*WHAT IS REQUIRED*: The records below are to be reproduced word for word.

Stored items
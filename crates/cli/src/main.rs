use std::io::IsTerminal;
use std::sync::Arc;

use anyhow::{bail, Context, Result};
use clap::{Parser, Subcommand};
use distind_config::{Config, SourceKind};
use distind_core::geometry::offsets;
use distind_core::layout::TrackLayout;
use distind_core::source::{
    run_source, spawn_stdin_source, RandomSource, ScriptedSource, StateHub, StateSource,
};
use distind_core::state::parse_state_list;
use distind_core::DistanceState;
use tokio::task::JoinHandle;
use tokio_util::sync::CancellationToken;

#[derive(Parser)]
#[command(name = "distind", about = "Distance indicator gauge for the terminal", version)]
struct Cli {
    #[command(subcommand)]
    command: Option<Commands>,

    /// Where readings come from (random, script, stdin)
    #[arg(short, long)]
    source: Option<SourceKind>,

    /// Comma separated states for the script source (e.g. too-close,ok,too-far)
    #[arg(long)]
    script: Option<String>,

    /// Milliseconds between readings
    #[arg(short, long)]
    interval_ms: Option<u64>,

    /// Seed for the random source
    #[arg(long)]
    seed: Option<u64>,

    /// Colour theme (dark, light, high-contrast)
    #[arg(short, long)]
    theme: Option<String>,
}

#[derive(Subcommand)]
enum Commands {
    /// Show current configuration
    Config,
    /// Print the ruler layout and target offsets for a track width
    Trace {
        /// Track width in columns
        #[arg(short, long, default_value_t = 81)]
        width: u16,
        /// States to evaluate, comma separated
        #[arg(long)]
        states: Option<String>,
    },
}

#[tokio::main]
async fn main() -> Result<()> {
    let cli = Cli::parse();
    let interactive = cli.command.is_none();
    init_tracing(interactive)?;

    let mut config = Config::load()?;
    apply_overrides(&mut config, &cli)?;

    match cli.command {
        Some(Commands::Config) => {
            let path = Config::config_path();
            println!("Config path: {}", path.display());
            println!("{}", toml::to_string_pretty(&config)?);
        }
        Some(Commands::Trace { width, states }) => {
            let states = match states {
                Some(list) => parse_state_list(&list)?,
                None => DistanceState::ALL.to_vec(),
            };
            trace(&config, width, &states);
        }
        None => run_tui(config).await?,
    }

    Ok(())
}

fn init_tracing(interactive: bool) -> Result<()> {
    let filter = tracing_subscriber::EnvFilter::from_default_env()
        .add_directive("distind=info".parse()?);

    if interactive {
        // the terminal belongs to the UI, so logs go to a file
        Config::ensure_dirs()?;
        let path = Config::log_path();
        let file = std::fs::OpenOptions::new()
            .create(true)
            .append(true)
            .open(&path)
            .with_context(|| format!("Failed to open log file {}", path.display()))?;
        tracing_subscriber::fmt()
            .with_env_filter(filter)
            .with_ansi(false)
            .with_writer(std::sync::Mutex::new(file))
            .init();
    } else {
        tracing_subscriber::fmt()
            .with_env_filter(filter)
            .with_target(false)
            .with_writer(std::io::stderr)
            .init();
    }
    Ok(())
}

fn apply_overrides(config: &mut Config, cli: &Cli) -> Result<()> {
    if let Some(kind) = cli.source {
        config.source.kind = kind;
    }
    if let Some(ref script) = cli.script {
        config.source.script = parse_state_list(script)?;
        if cli.source.is_none() {
            config.source.kind = SourceKind::Script;
        }
    }
    if let Some(ms) = cli.interval_ms {
        config.source.interval_ms = ms;
    }
    if let Some(seed) = cli.seed {
        config.source.seed = Some(seed);
    }
    if let Some(ref theme) = cli.theme {
        config.tui.theme = theme.clone();
    }
    config.validate();
    Ok(())
}

async fn run_tui(config: Config) -> Result<()> {
    let hub = Arc::new(StateHub::new());
    let cancel = CancellationToken::new();

    let task = match config.source.kind {
        SourceKind::Random => {
            let source = match config.source.seed {
                Some(seed) => RandomSource::seeded(seed),
                None => RandomSource::new(),
            };
            Some(spawn_source(source, &config, hub.clone(), cancel.clone()))
        }
        SourceKind::Script => {
            let source = ScriptedSource::new(config.source.script.clone())?;
            Some(spawn_source(source, &config, hub.clone(), cancel.clone()))
        }
        SourceKind::Stdin => {
            if std::io::stdin().is_terminal() {
                bail!("the stdin source needs readings piped in, e.g. `sensor | distind -s stdin`");
            }
            spawn_stdin_source(hub.clone(), cancel.clone())
                .context("Failed to start the stdin reader")?;
            None
        }
    };

    let mut app = distind_tui::App::new(&config, &config.source.kind.to_string())
        .with_readings(hub.subscribe());
    let result = app.run().await;

    cancel.cancel();
    if let Some(task) = task {
        if let Err(e) = task.await {
            tracing::warn!(error = %e, "State source task failed");
        }
    }
    result
}

fn spawn_source<S>(
    source: S,
    config: &Config,
    hub: Arc<StateHub>,
    cancel: CancellationToken,
) -> JoinHandle<()>
where
    S: StateSource + 'static,
{
    let interval = config.source.interval();
    tokio::spawn(async move {
        run_source(source, interval, &hub, cancel).await;
    })
}

fn trace(config: &Config, width: u16, states: &[DistanceState]) {
    let spec = config.ruler.spec();
    let layout = TrackLayout::compute(width, spec.marks, spec.mark_width as u16);
    let measured = layout.measurement(config.ruler.mark_rows);

    println!(
        "track {} cols, {} marks, spacer {:.2}, marks at {:?}",
        layout.width, spec.marks, measured.spacer.width, layout.marks
    );
    println!("{:<12} {:>10} {:>10}", "state", "highlight", "arrow");
    for state in states {
        let o = offsets(*state, &measured, &spec);
        println!("{:<12} {:>10.2} {:>10.2}", state.name(), o.highlight, o.arrow);
    }
}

*TASK ANSWER*:
filename crates/cli/src/main.rs
use std::io::IsTerminal;
use std::sync::Arc;

use anyhow::{bail, Context, Result};
use clap::{Parser, Subcommand};
use distind_config::{Config, SourceKind};
use distind_core::geometry::offsets;
use distind_core::layout::TrackLayout;
use distind_core::source::{
    run_source, spawn_stdin_source, RandomSource, ScriptedSource, StateHub, StateSource,
};
use distind_core::state::parse_state_list;
use distind_core::DistanceState;
use tokio::task::JoinHandle;
use tokio_util::sync::CancellationToken;

#[derive(Parser)]
#[command(name = "distind", about = "Distance indicator gauge for the terminal", version)]
struct Cli {
    #[command(subcommand)]
    command: Option<Commands>,

    /// Where readings come from (random, script, stdin)
    #[arg(short, long)]
    source: Option<SourceKind>,

    /// Comma separated states for the script source (e.g. too-close,ok,too-far)
    #[arg(long)]
    script: Option<String>,

    /// Milliseconds between readings
    #[arg(short, long)]
    interval_ms: Option<u64>,

    /// Seed for the random source
    #[arg(long)]
    seed: Option<u64>,

    /// Colour theme (dark, light, high-contrast)
    #[arg(short, long)]
    theme: Option<String>,
}

#[derive(Subcommand)]
enum Commands {
    /// Show current configuration
    Config,
    /// Print the ruler layout and target offsets for a track width
    Trace {
        /// Track width in columns
        #[arg(short, long, default_value_t = 81)]
        width: u16,
        /// States to evaluate, comma separated
        #[arg(long)]
        states: Option<String>,
    },
}

#[tokio::main]
async fn main() -> Result<()> {
    let cli = Cli::parse();
    let interactive = cli.command.is_none();
    init_tracing(interactive)?;

    let mut config = Config::load()?;
    apply_overrides(&mut config, &cli)?;

    match cli.command {
        Some(Commands::Config) => {
            let path = Config::config_path();
            println!("Config path: {}", path.display());
            println!("{}", toml::to_string_pretty(&config)?);
        }
        Some(Commands::Trace { width, states }) => {
            let states = match states {
                Some(list) => parse_state_list(&list)?,
                None => DistanceState::ALL.to_vec(),
            };
            trace(&config, width, &states);
        }
        None => run_tui(config).await?,
    }

    Ok(())
}

fn init_tracing(interactive: bool) -> Result<()> {
    let filter = tracing_subscriber::EnvFilter::from_default_env()
        .add_directive("distind=info".parse()?);

    if interactive {
        // the terminal belongs to the UI, so logs go to a file
        Config::ensure_dirs()?;
        let path = Config::log_path();
        let file = std::fs::OpenOptions::new()
            .create(true)
            .append(true)
            .open(&path)
            .with_context(|| format!("Failed to open log file {}", path.display()))?;
        tracing_subscriber::fmt()
            .with_env_filter(filter)
            .with_ansi(false)
            .with_writer(std::sync::Mutex::new(file))
            .init();
    } else {
        tracing_subscriber::fmt()
            .with_env_filter(filter)
            .with_target(false)
            .with_writer(std::io::stderr)
            .init();
    }
    Ok(())
}

fn apply_overrides(config: &mut Config, cli: &Cli) -> Result<()> {
    if let Some(kind) = cli.source {
        config.source.kind = kind;
    }
    if let Some(ref script) = cli.script {
        config.source.script = parse_state_list(script)?;
        if cli.source.is_none() {
            config.source.kind = SourceKind::Script;
        }
    }
    if let Some(ms) = cli.interval_ms {
        config.source.interval_ms = ms;
    }
    if let Some(seed) = cli.seed {
        config.source.seed = Some(seed);
    }
    if let Some(ref theme) = cli.theme {
        config.tui.theme = theme.clone();
    }
    config.validate();
    Ok(())
}

async fn run_tui(config: Config) -> Result<()> {
    let hub = Arc::new(StateHub::new());
    let cancel = CancellationToken::new();

    let task = match config.source.kind {
        SourceKind::Random => {
            let source = match config.source.seed {
                Some(seed) => RandomSource::seeded(seed),
                None => RandomSource::new(),
            };
            Some(spawn_source(source, &config, hub.clone(), cancel.clone()))
        }
        SourceKind::Script => {
            let source = ScriptedSource::new(config.source.script.clone())?;
            Some(spawn_source(source, &config, hub.clone(), cancel.clone()))
        }
        SourceKind::Stdin => {
            if std::io::stdin().is_terminal() {
                bail!("the stdin source needs readings piped in, e.g. `sensor | distind -s stdin`");
            }
            spawn_stdin_source(hub.clone(), cancel.clone())
                .context("Failed to start the stdin reader")?;
            None
        }
    };

    let mut app = distind_tui::App::new(&config, &config.source.kind.to_string())
        .with_readings(hub.subscribe());
    let result = app.run().await;

    cancel.cancel();
    if let Some(task) = task {
        if let Err(e) = task.await {
            tracing::warn!(error = %e, "State source task failed");
        }
    }
    result
}

fn spawn_source<S>(
    source: S,
    config: &Config,
    hub: Arc<StateHub>,
    cancel: CancellationToken,
) -> JoinHandle<()>
where
    S: StateSource + 'static,
{
    let interval = config.source.interval();
    tokio::spawn(async move {
        run_source(source, interval, &hub, cancel).await;
    })
}

fn trace(config: &Config, width: u16, states: &[DistanceState]) {
    let spec = config.ruler.spec();
    let layout = TrackLayout::compute(width, spec.marks, spec.mark_width as u16);
    let measured = layout.measurement(config.ruler.mark_rows);

    println!(
        "track {} cols, {} marks, spacer {:.2}, marks at {:?}",
        layout.width, spec.marks, measured.spacer.width, layout.marks
    );
    println!("{:<12} {:>10} {:>10}", "state", "highlight", "arrow");
    for state in states {
        let o = offsets(*state, &measured, &spec);
        println!("{:<12} {:>10.2} {:>10.2}", state.name(), o.highlight, o.arrow);
    }
}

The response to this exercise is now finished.